▶ _WORK TASK_: Reproduce each record below exactly as written.
····················
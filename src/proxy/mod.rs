//! Backend proxy subsystem.
//!
//! # Data Flow
//! ```text
//! ProxyRequest (from http::request)
//!     → plan.rs (parallel or sequential call plan)
//!     → backend.rs (resolve template, call host, decode body)
//!     → shaping.rs (allow-list, mapping, group, merge)
//!     → ProxyResponse (data + completeness + metadata)
//! ```
//!
//! # Design Decisions
//! - The orchestrator only sees the `Proxy` trait, so call plans can be swapped
//! - One pooled hyper client is shared by every endpoint
//! - A backend failure degrades the response instead of failing it

pub mod backend;
pub mod error;
pub mod plan;
pub mod request;
pub mod response;
pub mod shaping;

use std::sync::Arc;

use async_trait::async_trait;

use crate::resilience::RequestContext;
use crate::routing::EndpointSpec;

pub use backend::BackendCaller;
pub use error::ProxyError;
pub use plan::{CallPlan, HttpProxyFactory};
pub use request::{ProxyRequest, RequestParts};
pub use response::{Metadata, ProxyResponse};
pub use shaping::Shaping;

/// Turns a `ProxyRequest` into a merged `ProxyResponse`.
#[async_trait]
pub trait Proxy: Send + Sync {
    async fn call(
        &self,
        ctx: &RequestContext,
        request: ProxyRequest,
    ) -> Result<ProxyResponse, ProxyError>;
}

/// Builds the proxy serving one compiled endpoint.
pub trait ProxyFactory: Send + Sync {
    fn new_proxy(&self, spec: &EndpointSpec) -> Arc<dyn Proxy>;
}
//! Per-request host placeholder table.
//!
//! Host placeholders are the `{http.request.*}` names a backend template can
//! use to pull values out of the inbound request (headers, query, client
//! address). Path parameters are added under their literal names by the
//! request builder.

use std::collections::HashMap;
use std::net::SocketAddr;

use axum::http::{header, request::Parts, HeaderMap};

use super::PlaceholderError;

const HEADER_PREFIX: &str = "http.request.header.";
const QUERY_PREFIX: &str = "http.request.uri.query.";

/// Substitution table built once per inbound request.
#[derive(Debug, Clone, Default)]
pub struct Replacer {
    values: HashMap<String, String>,
    headers: HeaderMap,
    query: Vec<(String, String)>,
}

impl Replacer {
    pub fn new() -> Self {
        Self::default()
    }

    /// Snapshot the parts of `parts` that placeholders can reference.
    pub fn from_request(parts: &Parts, remote: Option<SocketAddr>) -> Self {
        let mut replacer = Self::new();

        let host = parts
            .headers
            .get(header::HOST)
            .and_then(|h| h.to_str().ok())
            .or_else(|| parts.uri.authority().map(|a| a.as_str()))
            .unwrap_or_default();
        let uri = parts
            .uri
            .path_and_query()
            .map(|pq| pq.as_str())
            .unwrap_or_else(|| parts.uri.path());
        let query = parts.uri.query().unwrap_or_default();

        replacer.set("http.request.method", parts.method.as_str());
        replacer.set("http.request.host", host);
        replacer.set("http.request.uri", uri);
        replacer.set("http.request.uri.path", parts.uri.path());
        replacer.set("http.request.uri.query", query);
        if let Some(addr) = remote {
            replacer.set("http.request.remote.host", addr.ip().to_string());
        }
        if let Some(id) = parts.headers.get("x-request-id").and_then(|v| v.to_str().ok()) {
            replacer.set("http.request.id", id);
        }

        replacer.headers = parts.headers.clone();
        replacer.query = url::form_urlencoded::parse(query.as_bytes())
            .into_owned()
            .collect();
        replacer
    }

    /// Add or overwrite a value.
    pub fn set(&mut self, key: impl Into<String>, value: impl Into<String>) {
        self.values.insert(key.into(), value.into());
    }

    /// Look a placeholder up, `None` when the table has no such key.
    pub fn get(&self, key: &str) -> Option<String> {
        if let Some(value) = self.values.get(key) {
            return Some(value.clone());
        }

        if let Some(name) = key.strip_prefix(HEADER_PREFIX) {
            let values: Vec<&str> = self
                .headers
                .get_all(name)
                .iter()
                .filter_map(|v| v.to_str().ok())
                .collect();
            return (!values.is_empty()).then(|| values.join(","));
        }

        if let Some(name) = key.strip_prefix(QUERY_PREFIX) {
            return self
                .query
                .iter()
                .find(|(k, _)| k == name)
                .map(|(_, v)| v.clone());
        }

        None
    }

    /// Strict lookup: unknown and empty values are both errors.
    pub fn resolve(&self, key: &str) -> Result<String, PlaceholderError> {
        match self.get(key) {
            None => Err(PlaceholderError::Unknown(key.to_string())),
            Some(value) if value.is_empty() => Err(PlaceholderError::Empty(key.to_string())),
            Some(value) => Ok(value),
        }
    }
}
//! Configuration management subsystem.
//!
//! # Data Flow
//! ```text
//! config file (TOML)
//!     → loader.rs (parse & deserialize)
//!     → validation.rs (gateway-wide semantic checks)
//!     → GatewayConfig (validated, immutable)
//!     → routing compiles each EndpointConfig into an EndpointSpec
//! ```
//!
//! # Design Decisions
//! - Config is immutable once loaded; endpoints are compiled once at startup
//! - All fields have defaults to allow minimal configs
//! - Validation separates syntactic (serde) from semantic checks

pub mod loader;
pub mod schema;
pub mod validation;

pub use loader::{load_config, parse_config, ConfigError};
pub use schema::{BackendConfig, EndpointConfig, GatewayConfig, ListenerConfig, ObservabilityConfig};
pub use validation::ValidationError;
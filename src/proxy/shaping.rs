//! Minimal response shaping: allow-list, rename, group, merge.

use std::collections::BTreeMap;

use serde_json::{Map, Value};

use crate::template::ast::lookup;

#[derive(Debug, Clone, Default)]
pub struct Shaping {
    allow: Vec<String>,
    mapping: BTreeMap<String, String>,
    group: Option<String>,
}

impl Shaping {
    pub fn new(allow: Vec<String>, mapping: BTreeMap<String, String>, group: Option<String>) -> Self {
        Self {
            allow,
            mapping,
            group,
        }
    }

    /// Filter, then rename, then group.
    pub fn apply(&self, data: Map<String, Value>) -> Map<String, Value> {
        let mut data = if self.allow.is_empty() {
            data
        } else {
            allow_list(&data, &self.allow)
        };

        for (from, to) in &self.mapping {
            if let Some(value) = data.remove(from) {
                data.insert(to.clone(), value);
            }
        }

        match &self.group {
            Some(group) => {
                let mut grouped = Map::new();
                grouped.insert(group.clone(), Value::Object(data));
                grouped
            }
            None => data,
        }
    }
}

/// Shallow merge, later keys win.
pub fn merge(target: &mut Map<String, Value>, source: Map<String, Value>) {
    for (key, value) in source {
        target.insert(key, value);
    }
}

fn allow_list(data: &Map<String, Value>, allow: &[String]) -> Map<String, Value> {
    let mut out = Map::new();
    for path in allow {
        if let Some(value) = lookup(data, path) {
            insert_path(&mut out, path, value.clone());
        }
    }
    out
}

fn insert_path(out: &mut Map<String, Value>, path: &str, value: Value) {
    let mut parts: Vec<&str> = path.split('.').collect();
    let Some(last) = parts.pop() else {
        return;
    };

    let mut current = out;
    for part in parts {
        let entry = current
            .entry(part.to_string())
            .or_insert_with(|| Value::Object(Map::new()));
        current = match entry {
            Value::Object(map) => map,
            _ => return,
        };
    }
    current.insert(last.to_string(), value);
}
····················
▶ _EXPECTED ANSWER_:
filename src/proxy/mod.rs
//! Backend proxy subsystem.
//!
//! # Data Flow
//! ```text
//! ProxyRequest (from http::request)
//!     → plan.rs (parallel or sequential call plan)
//!     → backend.rs (resolve template, call host, decode body)
//!     → shaping.rs (allow-list, mapping, group, merge)
//!     → ProxyResponse (data + completeness + metadata)
//! ```
//!
//! # Design Decisions
//! - The orchestrator only sees the `Proxy` trait, so call plans can be swapped
//! - One pooled hyper client is shared by every endpoint
//! - A backend failure degrades the response instead of failing it

pub mod backend;
pub mod error;
pub mod plan;
pub mod request;
pub mod response;
pub mod shaping;

use std::sync::Arc;

use async_trait::async_trait;

use crate::resilience::RequestContext;
use crate::routing::EndpointSpec;

pub use backend::BackendCaller;
pub use error::ProxyError;
pub use plan::{CallPlan, HttpProxyFactory};
pub use request::{ProxyRequest, RequestParts};
pub use response::{Metadata, ProxyResponse};
pub use shaping::Shaping;

/// Turns a `ProxyRequest` into a merged `ProxyResponse`.
#[async_trait]
pub trait Proxy: Send + Sync {
    async fn call(
        &self,
        ctx: &RequestContext,
        request: ProxyRequest,
    ) -> Result<ProxyResponse, ProxyError>;
}

/// Builds the proxy serving one compiled endpoint.
pub trait ProxyFactory: Send + Sync {
    fn new_proxy(&self, spec: &EndpointSpec) -> Arc<dyn Proxy>;
}
//! Per-request host placeholder table.
//!
//! Host placeholders are the `{http.request.*}` names a backend template can
//! use to pull values out of the inbound request (headers, query, client
//! address). Path parameters are added under their literal names by the
//! request builder.

use std::collections::HashMap;
use std::net::SocketAddr;

use axum::http::{header, request::Parts, HeaderMap};

use super::PlaceholderError;

const HEADER_PREFIX: &str = "http.request.header.";
const QUERY_PREFIX: &str = "http.request.uri.query.";

/// Substitution table built once per inbound request.
#[derive(Debug, Clone, Default)]
pub struct Replacer {
    values: HashMap<String, String>,
    headers: HeaderMap,
    query: Vec<(String, String)>,
}

impl Replacer {
    pub fn new() -> Self {
        Self::default()
    }

    /// Snapshot the parts of `parts` that placeholders can reference.
    pub fn from_request(parts: &Parts, remote: Option<SocketAddr>) -> Self {
        let mut replacer = Self::new();

        let host = parts
            .headers
            .get(header::HOST)
            .and_then(|h| h.to_str().ok())
            .or_else(|| parts.uri.authority().map(|a| a.as_str()))
            .unwrap_or_default();
        let uri = parts
            .uri
            .path_and_query()
            .map(|pq| pq.as_str())
            .unwrap_or_else(|| parts.uri.path());
        let query = parts.uri.query().unwrap_or_default();

        replacer.set("http.request.method", parts.method.as_str());
        replacer.set("http.request.host", host);
        replacer.set("http.request.uri", uri);
        replacer.set("http.request.uri.path", parts.uri.path());
        replacer.set("http.request.uri.query", query);
        if let Some(addr) = remote {
            replacer.set("http.request.remote.host", addr.ip().to_string());
        }
        if let Some(id) = parts.headers.get("x-request-id").and_then(|v| v.to_str().ok()) {
            replacer.set("http.request.id", id);
        }

        replacer.headers = parts.headers.clone();
        replacer.query = url::form_urlencoded::parse(query.as_bytes())
            .into_owned()
            .collect();
        replacer
    }

    /// Add or overwrite a value.
    pub fn set(&mut self, key: impl Into<String>, value: impl Into<String>) {
        self.values.insert(key.into(), value.into());
    }

    /// Look a placeholder up, `None` when the table has no such key.
    pub fn get(&self, key: &str) -> Option<String> {
        if let Some(value) = self.values.get(key) {
            return Some(value.clone());
        }

        if let Some(name) = key.strip_prefix(HEADER_PREFIX) {
            let values: Vec<&str> = self
                .headers
                .get_all(name)
                .iter()
                .filter_map(|v| v.to_str().ok())
                .collect();
            return (!values.is_empty()).then(|| values.join(","));
        }

        if let Some(name) = key.strip_prefix(QUERY_PREFIX) {
            return self
                .query
                .iter()
                .find(|(k, _)| k == name)
                .map(|(_, v)| v.clone());
        }

        None
    }

    /// Strict lookup: unknown and empty values are both errors.
    pub fn resolve(&self, key: &str) -> Result<String, PlaceholderError> {
        match self.get(key) {
            None => Err(PlaceholderError::Unknown(key.to_string())),
            Some(value) if value.is_empty() => Err(PlaceholderError::Empty(key.to_string())),
            Some(value) => Ok(value),
        }
    }
}
//! Configuration management subsystem.
//!
//! # Data Flow
//! ```text
//! config file (TOML)
//!     → loader.rs (parse & deserialize)
//!     → validation.rs (gateway-wide semantic checks)
//!     → GatewayConfig (validated, immutable)
//!     → routing compiles each EndpointConfig into an EndpointSpec
//! ```
//!
//! # Design Decisions
//! - Config is immutable once loaded; endpoints are compiled once at startup
//! - All fields have defaults to allow minimal configs
//! - Validation separates syntactic (serde) from semantic checks

pub mod loader;
pub mod schema;
pub mod validation;

pub use loader::{load_config, parse_config, ConfigError};
pub use schema::{BackendConfig, EndpointConfig, GatewayConfig, ListenerConfig, ObservabilityConfig};
pub use validation::ValidationError;
filename src/proxy/shaping.rs
//! Minimal response shaping: allow-list, rename, group, merge.

use std::collections::BTreeMap;

use serde_json::{Map, Value};

use crate::template::ast::lookup;

#[derive(Debug, Clone, Default)]
pub struct Shaping {
    allow: Vec<String>,
    mapping: BTreeMap<String, String>,
    group: Option<String>,
}

impl Shaping {
    pub fn new(allow: Vec<String>, mapping: BTreeMap<String, String>, group: Option<String>) -> Self {
        Self {
            allow,
            mapping,
            group,
        }
    }

    /// Filter, then rename, then group.
    pub fn apply(&self, data: Map<String, Value>) -> Map<String, Value> {
        let mut data = if self.allow.is_empty() {
            data
        } else {
            allow_list(&data, &self.allow)
        };

        for (from, to) in &self.mapping {
            if let Some(value) = data.remove(from) {
                data.insert(to.clone(), value);
            }
        }

        match &self.group {
            Some(group) => {
                let mut grouped = Map::new();
                grouped.insert(group.clone(), Value::Object(data));
                grouped
            }
            None => data,
        }
    }
}

/// Shallow merge, later keys win.
pub fn merge(target: &mut Map<String, Value>, source: Map<String, Value>) {
    for (key, value) in source {
        target.insert(key, value);
    }
}

fn allow_list(data: &Map<String, Value>, allow: &[String]) -> Map<String, Value> {
    let mut out = Map::new();
    for path in allow {
        if let Some(value) = lookup(data, path) {
            insert_path(&mut out, path, value.clone());
        }
    }
    out
}

fn insert_path(out: &mut Map<String, Value>, path: &str, value: Value) {
    let mut parts: Vec<&str> = path.split('.').collect();
    let Some(last) = parts.pop() else {
        return;
    };

    let mut current = out;
    for part in parts {
        let entry = current
            .entry(part.to_string())
            .or_insert_with(|| Value::Object(Map::new()));
        current = match entry {
            Value::Object(map) => map,
            _ => return,
        };
    }
    current.insert(last.to_string(), value);
}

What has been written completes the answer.